**WHAT YOU NEED TO DO**: Print nothing but the lines below starting at the line that holds "fn has_prefix(&self, prefix: &str)" and ending at the line that holds "under the name.", including both, each exactly as written.

Collected data entries

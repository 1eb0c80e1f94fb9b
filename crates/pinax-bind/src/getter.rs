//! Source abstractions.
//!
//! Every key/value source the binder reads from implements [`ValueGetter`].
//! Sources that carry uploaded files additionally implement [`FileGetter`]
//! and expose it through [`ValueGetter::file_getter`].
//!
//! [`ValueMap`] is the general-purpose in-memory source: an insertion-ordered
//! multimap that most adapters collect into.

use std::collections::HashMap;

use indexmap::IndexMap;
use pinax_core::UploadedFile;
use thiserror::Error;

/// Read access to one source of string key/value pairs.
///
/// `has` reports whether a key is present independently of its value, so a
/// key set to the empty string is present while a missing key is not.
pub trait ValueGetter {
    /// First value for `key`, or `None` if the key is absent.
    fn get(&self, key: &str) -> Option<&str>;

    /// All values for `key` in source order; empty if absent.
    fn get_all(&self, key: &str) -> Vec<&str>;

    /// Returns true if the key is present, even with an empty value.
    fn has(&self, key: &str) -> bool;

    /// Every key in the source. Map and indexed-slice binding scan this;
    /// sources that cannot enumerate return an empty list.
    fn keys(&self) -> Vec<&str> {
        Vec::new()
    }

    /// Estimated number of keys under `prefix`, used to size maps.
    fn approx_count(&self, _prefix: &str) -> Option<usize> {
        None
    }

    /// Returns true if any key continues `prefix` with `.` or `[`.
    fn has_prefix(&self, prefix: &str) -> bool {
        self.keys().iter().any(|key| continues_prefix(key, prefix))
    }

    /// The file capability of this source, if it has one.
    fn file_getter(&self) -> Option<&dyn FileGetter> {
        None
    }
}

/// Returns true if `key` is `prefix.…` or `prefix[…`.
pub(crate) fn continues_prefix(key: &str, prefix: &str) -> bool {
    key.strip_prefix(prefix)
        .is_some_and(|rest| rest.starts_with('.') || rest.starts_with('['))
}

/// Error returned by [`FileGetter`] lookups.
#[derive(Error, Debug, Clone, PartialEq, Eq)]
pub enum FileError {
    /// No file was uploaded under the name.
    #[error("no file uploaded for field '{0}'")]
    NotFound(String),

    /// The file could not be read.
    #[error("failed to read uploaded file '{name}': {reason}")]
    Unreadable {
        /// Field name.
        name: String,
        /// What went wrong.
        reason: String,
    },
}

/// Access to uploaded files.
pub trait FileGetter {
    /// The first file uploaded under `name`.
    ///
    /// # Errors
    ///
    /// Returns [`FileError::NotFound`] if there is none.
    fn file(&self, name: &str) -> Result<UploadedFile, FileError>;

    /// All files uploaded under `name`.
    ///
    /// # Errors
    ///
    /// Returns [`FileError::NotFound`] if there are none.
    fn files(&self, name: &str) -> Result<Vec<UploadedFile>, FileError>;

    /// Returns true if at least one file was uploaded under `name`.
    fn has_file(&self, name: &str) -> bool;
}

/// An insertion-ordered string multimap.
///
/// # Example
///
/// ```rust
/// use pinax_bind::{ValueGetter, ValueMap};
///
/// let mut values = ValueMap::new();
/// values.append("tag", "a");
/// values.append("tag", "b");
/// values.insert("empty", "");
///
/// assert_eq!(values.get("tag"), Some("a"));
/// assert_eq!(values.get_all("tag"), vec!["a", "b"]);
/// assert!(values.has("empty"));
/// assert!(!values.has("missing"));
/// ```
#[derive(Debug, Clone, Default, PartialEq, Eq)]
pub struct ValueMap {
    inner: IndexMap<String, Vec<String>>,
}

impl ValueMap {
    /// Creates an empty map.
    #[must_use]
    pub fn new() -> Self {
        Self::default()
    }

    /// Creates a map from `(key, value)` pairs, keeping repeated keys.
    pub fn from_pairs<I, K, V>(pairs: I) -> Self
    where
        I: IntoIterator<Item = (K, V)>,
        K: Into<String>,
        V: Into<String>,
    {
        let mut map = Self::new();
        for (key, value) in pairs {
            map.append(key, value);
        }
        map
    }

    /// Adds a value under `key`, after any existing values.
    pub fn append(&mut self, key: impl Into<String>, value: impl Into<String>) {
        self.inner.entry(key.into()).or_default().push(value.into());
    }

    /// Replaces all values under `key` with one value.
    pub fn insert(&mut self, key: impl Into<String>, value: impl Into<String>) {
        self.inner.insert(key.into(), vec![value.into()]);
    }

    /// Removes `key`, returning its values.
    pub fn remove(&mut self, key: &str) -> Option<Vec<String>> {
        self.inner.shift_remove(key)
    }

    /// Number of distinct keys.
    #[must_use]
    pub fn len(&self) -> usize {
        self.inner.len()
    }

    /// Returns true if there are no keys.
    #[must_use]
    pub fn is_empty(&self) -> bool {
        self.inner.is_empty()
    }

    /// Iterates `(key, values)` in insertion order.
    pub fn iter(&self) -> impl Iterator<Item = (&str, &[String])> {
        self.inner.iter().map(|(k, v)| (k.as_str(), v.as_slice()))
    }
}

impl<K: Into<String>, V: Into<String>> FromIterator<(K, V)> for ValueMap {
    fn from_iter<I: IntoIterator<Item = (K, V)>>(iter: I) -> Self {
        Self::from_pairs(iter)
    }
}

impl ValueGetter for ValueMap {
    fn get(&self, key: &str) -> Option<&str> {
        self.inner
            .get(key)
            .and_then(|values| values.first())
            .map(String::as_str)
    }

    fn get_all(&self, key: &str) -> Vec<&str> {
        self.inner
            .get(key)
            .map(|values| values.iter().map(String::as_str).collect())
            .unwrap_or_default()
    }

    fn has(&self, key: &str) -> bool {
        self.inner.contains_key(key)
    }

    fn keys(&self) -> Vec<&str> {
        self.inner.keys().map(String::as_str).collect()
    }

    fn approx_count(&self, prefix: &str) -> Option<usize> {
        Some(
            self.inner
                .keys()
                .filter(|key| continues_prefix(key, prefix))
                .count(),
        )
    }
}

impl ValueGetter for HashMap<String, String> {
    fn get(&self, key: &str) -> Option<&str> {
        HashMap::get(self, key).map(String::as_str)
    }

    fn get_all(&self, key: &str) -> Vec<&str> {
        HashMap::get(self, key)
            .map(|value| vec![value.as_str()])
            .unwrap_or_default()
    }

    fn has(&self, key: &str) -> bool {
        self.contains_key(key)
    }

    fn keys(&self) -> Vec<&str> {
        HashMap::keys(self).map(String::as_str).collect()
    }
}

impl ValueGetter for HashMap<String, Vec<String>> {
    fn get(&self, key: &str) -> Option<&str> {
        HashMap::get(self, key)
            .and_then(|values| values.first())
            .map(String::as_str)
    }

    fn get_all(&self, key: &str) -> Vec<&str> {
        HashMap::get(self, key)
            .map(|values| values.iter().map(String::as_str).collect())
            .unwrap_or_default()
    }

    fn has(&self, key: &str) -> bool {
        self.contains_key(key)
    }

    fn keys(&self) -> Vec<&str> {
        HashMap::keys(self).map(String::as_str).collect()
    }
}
--
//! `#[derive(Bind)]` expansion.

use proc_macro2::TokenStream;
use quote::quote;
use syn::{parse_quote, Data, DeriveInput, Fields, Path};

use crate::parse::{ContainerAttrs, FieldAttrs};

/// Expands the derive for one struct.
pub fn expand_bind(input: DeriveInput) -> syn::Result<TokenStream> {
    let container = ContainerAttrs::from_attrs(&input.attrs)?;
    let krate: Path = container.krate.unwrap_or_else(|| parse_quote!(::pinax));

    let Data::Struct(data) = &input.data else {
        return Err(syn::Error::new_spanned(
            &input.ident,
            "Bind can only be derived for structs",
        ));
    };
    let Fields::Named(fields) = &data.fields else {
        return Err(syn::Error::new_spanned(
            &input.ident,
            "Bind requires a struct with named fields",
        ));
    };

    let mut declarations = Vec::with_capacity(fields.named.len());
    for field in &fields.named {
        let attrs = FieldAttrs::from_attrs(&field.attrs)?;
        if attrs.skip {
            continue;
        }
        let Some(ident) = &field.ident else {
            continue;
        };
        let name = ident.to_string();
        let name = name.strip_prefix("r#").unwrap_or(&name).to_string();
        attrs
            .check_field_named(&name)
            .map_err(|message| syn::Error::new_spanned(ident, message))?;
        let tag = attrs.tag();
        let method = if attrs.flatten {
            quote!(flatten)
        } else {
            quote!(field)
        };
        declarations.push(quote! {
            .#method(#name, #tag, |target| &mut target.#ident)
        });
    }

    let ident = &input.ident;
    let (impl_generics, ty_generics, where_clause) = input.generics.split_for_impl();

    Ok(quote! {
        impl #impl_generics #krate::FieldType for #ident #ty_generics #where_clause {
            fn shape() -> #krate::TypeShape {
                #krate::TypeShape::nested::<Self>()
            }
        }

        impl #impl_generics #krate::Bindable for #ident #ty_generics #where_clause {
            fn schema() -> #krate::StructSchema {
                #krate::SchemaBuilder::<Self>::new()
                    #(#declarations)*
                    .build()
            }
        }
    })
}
...
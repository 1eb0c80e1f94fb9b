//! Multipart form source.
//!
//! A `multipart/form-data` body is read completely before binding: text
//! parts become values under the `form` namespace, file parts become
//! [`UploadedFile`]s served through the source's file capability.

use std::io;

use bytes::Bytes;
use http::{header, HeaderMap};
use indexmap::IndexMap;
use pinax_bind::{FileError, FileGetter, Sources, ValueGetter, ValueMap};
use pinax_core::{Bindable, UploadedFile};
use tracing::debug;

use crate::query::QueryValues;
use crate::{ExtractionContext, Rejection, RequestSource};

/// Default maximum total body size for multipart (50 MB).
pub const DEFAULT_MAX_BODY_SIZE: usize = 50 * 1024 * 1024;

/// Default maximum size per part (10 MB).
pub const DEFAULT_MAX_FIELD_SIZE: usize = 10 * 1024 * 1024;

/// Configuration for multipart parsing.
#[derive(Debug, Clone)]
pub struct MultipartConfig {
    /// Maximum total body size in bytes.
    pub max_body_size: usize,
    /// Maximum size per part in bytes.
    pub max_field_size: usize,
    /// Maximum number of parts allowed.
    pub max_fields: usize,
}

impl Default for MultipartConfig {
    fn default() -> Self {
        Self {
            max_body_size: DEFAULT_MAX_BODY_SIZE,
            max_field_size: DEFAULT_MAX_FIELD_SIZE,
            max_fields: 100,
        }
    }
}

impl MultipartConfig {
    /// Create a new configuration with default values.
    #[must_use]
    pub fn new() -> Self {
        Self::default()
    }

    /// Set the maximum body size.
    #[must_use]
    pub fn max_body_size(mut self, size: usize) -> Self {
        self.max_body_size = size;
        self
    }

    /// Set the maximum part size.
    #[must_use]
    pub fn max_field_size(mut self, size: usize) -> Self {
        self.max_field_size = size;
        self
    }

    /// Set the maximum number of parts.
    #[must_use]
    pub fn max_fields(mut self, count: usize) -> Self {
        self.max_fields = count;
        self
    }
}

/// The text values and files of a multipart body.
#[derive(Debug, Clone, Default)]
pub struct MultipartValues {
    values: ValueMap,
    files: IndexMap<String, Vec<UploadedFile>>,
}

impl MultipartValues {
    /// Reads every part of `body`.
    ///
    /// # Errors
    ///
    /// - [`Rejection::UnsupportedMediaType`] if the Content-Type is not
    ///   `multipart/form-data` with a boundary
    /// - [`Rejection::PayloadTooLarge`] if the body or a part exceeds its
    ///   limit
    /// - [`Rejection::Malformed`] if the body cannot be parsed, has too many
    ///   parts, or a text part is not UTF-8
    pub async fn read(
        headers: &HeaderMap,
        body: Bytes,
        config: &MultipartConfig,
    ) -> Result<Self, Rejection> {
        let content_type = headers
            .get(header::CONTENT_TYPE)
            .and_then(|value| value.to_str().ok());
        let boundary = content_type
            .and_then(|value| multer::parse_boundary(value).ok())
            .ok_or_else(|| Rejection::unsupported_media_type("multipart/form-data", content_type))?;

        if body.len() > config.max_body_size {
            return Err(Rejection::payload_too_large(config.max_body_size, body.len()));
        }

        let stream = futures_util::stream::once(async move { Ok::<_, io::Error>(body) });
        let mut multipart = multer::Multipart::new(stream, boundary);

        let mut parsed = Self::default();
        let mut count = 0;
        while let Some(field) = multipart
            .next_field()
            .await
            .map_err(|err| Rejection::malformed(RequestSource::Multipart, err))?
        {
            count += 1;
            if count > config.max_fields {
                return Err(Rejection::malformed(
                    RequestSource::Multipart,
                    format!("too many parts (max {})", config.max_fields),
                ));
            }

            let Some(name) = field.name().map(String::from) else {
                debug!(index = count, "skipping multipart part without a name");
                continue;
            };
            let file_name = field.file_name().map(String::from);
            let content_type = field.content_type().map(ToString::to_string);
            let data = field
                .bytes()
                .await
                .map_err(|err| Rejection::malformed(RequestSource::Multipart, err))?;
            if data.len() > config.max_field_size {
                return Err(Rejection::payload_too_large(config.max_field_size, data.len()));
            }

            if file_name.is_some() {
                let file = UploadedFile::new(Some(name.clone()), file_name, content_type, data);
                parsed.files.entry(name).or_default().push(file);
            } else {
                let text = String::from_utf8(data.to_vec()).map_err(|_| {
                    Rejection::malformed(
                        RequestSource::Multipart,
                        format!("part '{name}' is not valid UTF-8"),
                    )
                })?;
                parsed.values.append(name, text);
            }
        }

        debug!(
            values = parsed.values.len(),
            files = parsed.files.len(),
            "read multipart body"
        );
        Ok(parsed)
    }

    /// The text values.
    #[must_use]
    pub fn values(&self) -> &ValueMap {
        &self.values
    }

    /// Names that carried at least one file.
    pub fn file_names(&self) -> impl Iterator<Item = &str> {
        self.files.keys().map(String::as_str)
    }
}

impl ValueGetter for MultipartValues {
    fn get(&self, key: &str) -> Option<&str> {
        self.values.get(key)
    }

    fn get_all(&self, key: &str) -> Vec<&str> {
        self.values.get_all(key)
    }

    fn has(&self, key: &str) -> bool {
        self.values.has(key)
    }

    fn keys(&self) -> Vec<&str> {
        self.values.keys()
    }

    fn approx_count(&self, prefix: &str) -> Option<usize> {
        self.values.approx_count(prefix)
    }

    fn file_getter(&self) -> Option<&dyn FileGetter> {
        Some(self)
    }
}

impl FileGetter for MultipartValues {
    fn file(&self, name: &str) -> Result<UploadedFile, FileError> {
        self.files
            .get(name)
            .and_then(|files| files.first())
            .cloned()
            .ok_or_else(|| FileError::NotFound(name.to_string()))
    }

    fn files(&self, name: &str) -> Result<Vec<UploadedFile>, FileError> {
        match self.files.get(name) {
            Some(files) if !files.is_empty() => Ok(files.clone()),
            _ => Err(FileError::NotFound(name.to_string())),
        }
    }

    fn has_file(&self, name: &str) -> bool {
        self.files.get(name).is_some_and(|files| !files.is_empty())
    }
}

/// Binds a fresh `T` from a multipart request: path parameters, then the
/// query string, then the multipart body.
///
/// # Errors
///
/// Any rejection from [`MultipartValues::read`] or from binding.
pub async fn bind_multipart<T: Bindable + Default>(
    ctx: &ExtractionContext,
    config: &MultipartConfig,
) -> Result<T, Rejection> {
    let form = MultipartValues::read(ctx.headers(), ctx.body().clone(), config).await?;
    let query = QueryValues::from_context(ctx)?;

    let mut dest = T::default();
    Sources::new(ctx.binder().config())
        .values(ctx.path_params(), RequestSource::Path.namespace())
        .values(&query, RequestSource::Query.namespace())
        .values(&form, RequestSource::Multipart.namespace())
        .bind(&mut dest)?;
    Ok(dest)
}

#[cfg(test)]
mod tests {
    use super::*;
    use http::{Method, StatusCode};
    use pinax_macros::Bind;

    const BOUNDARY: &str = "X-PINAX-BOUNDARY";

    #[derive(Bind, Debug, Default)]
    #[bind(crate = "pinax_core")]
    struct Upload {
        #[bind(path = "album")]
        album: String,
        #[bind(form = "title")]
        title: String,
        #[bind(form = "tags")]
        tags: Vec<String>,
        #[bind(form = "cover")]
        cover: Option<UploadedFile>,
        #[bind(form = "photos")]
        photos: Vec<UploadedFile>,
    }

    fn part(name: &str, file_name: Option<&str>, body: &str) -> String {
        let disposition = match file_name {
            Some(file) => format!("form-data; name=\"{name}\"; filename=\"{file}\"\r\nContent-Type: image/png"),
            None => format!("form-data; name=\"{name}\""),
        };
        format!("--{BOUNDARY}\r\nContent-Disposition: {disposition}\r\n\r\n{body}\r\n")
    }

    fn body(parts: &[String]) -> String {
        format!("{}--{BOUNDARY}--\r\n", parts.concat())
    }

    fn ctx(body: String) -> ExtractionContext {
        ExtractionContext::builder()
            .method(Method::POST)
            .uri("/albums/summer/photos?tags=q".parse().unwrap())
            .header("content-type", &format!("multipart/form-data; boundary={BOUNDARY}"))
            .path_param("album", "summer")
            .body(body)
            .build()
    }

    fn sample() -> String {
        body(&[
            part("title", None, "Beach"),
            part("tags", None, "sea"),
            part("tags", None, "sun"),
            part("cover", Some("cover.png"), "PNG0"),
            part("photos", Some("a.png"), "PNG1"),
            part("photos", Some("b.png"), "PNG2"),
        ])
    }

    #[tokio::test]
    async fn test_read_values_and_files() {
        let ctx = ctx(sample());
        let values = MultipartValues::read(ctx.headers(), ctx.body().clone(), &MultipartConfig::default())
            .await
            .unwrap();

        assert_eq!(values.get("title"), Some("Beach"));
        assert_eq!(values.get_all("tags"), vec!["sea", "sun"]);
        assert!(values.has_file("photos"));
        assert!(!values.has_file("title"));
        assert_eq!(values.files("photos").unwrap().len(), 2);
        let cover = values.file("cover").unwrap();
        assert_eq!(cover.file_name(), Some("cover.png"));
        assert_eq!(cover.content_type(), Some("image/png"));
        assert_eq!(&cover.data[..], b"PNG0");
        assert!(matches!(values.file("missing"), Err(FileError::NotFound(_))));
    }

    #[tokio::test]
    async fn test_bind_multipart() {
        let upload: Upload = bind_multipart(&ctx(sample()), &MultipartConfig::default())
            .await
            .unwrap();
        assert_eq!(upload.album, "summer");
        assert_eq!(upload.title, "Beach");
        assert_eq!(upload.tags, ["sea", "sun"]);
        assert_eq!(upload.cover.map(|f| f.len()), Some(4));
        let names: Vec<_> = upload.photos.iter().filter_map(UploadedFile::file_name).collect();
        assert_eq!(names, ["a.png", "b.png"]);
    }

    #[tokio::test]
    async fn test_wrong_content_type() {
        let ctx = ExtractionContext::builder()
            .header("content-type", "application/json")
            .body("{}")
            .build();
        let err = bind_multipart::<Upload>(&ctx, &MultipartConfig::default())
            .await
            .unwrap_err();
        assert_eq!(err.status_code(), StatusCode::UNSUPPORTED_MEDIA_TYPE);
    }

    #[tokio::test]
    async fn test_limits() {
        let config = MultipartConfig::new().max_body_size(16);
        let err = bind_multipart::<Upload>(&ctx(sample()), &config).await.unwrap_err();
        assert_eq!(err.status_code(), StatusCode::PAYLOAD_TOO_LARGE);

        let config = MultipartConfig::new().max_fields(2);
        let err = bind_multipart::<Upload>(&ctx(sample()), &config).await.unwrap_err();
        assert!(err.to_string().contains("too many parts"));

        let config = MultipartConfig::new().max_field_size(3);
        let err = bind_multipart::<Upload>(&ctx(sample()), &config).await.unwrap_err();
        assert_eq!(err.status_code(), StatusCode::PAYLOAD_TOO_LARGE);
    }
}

**OUTPUT OF THE TASK**:
    fn has_prefix(&self, prefix: &str) -> bool {
        self.keys().iter().any(|key| continues_prefix(key, prefix))
    }

    /// The file capability of this source, if it has one.
    fn file_getter(&self) -> Option<&dyn FileGetter> {
        None
    }
}

/// Returns true if `key` is `prefix.…` or `prefix[…`.
pub(crate) fn continues_prefix(key: &str, prefix: &str) -> bool {
    key.strip_prefix(prefix)
        .is_some_and(|rest| rest.starts_with('.') || rest.starts_with('['))
}

/// Error returned by [`FileGetter`] lookups.
#[derive(Error, Debug, Clone, PartialEq, Eq)]
pub enum FileError {
    /// No file was uploaded under the name.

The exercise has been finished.